(Saved data entries)
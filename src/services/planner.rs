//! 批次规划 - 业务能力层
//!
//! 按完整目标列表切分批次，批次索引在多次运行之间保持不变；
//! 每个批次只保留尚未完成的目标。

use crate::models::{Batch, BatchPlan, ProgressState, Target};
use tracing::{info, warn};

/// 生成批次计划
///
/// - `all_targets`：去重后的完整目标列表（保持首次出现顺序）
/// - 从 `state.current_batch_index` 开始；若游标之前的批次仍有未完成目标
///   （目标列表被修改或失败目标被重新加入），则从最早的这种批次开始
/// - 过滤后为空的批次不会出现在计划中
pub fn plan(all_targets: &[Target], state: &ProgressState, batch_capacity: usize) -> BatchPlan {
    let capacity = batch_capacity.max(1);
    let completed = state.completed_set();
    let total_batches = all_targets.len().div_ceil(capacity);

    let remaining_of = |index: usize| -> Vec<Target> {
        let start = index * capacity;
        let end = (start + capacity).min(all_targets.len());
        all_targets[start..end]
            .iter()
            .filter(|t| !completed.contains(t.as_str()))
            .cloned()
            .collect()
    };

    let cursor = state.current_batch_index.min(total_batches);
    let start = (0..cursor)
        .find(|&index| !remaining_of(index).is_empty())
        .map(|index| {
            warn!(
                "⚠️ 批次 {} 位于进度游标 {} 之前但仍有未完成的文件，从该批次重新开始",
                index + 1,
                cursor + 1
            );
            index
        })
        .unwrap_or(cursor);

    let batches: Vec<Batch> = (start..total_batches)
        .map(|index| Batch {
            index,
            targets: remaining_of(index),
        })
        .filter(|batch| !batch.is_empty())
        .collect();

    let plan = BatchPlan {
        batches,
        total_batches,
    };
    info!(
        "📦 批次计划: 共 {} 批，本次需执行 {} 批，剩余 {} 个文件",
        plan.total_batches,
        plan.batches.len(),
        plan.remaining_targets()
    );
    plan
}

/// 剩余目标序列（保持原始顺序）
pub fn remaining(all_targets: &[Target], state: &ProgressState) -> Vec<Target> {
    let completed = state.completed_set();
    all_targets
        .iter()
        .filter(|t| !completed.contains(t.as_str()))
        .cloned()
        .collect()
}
* * *
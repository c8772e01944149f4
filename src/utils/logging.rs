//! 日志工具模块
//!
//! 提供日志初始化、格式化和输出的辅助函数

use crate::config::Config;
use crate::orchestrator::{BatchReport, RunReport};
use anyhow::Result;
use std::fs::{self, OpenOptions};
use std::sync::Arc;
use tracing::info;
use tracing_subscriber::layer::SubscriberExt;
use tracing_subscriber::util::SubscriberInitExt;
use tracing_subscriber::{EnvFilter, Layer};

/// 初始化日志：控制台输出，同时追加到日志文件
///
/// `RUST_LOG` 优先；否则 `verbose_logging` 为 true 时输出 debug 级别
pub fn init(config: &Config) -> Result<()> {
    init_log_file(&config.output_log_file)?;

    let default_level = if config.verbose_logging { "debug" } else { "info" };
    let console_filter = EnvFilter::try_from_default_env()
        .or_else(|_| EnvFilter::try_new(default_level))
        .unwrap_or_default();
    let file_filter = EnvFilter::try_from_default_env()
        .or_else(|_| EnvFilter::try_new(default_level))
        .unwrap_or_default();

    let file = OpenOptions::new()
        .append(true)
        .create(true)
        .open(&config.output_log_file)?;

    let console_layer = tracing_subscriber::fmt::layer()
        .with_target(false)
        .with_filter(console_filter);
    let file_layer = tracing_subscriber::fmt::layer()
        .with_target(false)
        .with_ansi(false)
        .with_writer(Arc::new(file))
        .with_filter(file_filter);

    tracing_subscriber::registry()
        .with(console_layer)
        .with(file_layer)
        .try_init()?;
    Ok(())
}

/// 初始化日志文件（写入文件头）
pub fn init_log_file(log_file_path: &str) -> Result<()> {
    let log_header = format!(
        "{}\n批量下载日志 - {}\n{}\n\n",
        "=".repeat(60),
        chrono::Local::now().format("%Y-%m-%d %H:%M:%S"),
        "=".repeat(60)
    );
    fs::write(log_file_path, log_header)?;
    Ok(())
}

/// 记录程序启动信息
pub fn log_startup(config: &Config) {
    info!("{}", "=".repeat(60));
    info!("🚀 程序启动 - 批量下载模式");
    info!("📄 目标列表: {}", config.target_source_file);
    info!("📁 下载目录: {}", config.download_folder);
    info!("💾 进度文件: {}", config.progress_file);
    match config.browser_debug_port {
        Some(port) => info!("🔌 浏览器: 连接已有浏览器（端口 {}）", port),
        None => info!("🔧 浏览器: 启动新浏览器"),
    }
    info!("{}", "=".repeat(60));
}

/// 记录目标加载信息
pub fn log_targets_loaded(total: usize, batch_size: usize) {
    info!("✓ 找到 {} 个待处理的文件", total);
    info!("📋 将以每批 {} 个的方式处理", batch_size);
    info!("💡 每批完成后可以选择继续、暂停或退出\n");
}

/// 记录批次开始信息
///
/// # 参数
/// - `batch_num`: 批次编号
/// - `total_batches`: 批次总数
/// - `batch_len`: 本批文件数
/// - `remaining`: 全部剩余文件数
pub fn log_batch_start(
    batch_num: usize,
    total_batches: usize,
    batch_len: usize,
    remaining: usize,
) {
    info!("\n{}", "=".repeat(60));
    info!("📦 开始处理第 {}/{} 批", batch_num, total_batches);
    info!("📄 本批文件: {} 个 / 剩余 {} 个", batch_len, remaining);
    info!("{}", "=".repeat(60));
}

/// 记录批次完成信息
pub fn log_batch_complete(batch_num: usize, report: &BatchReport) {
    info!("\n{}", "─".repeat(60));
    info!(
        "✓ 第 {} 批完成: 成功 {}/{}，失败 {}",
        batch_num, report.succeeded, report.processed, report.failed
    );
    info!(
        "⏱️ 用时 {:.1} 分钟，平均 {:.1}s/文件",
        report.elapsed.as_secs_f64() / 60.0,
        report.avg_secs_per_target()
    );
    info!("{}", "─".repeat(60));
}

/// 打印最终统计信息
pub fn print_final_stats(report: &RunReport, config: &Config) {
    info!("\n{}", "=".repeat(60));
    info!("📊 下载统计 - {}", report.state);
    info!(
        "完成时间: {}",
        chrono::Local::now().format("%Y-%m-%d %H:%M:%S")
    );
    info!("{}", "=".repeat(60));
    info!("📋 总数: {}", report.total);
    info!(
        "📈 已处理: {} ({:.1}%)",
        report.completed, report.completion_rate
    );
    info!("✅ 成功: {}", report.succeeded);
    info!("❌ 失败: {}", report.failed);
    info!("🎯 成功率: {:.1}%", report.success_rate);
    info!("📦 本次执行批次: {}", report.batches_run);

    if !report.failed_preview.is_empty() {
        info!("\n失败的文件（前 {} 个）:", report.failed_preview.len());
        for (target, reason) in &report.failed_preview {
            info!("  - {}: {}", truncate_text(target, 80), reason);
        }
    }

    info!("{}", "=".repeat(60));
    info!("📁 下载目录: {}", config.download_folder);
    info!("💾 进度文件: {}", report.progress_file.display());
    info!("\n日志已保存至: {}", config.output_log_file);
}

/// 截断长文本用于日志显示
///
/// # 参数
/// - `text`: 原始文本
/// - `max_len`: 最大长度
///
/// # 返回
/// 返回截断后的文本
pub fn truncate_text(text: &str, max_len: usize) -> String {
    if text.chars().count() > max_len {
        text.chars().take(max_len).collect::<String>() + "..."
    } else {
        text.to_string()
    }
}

Exercise brief:
Number of lines in the records above holding the word "Local": state it and nothing else.

Result of this task:
2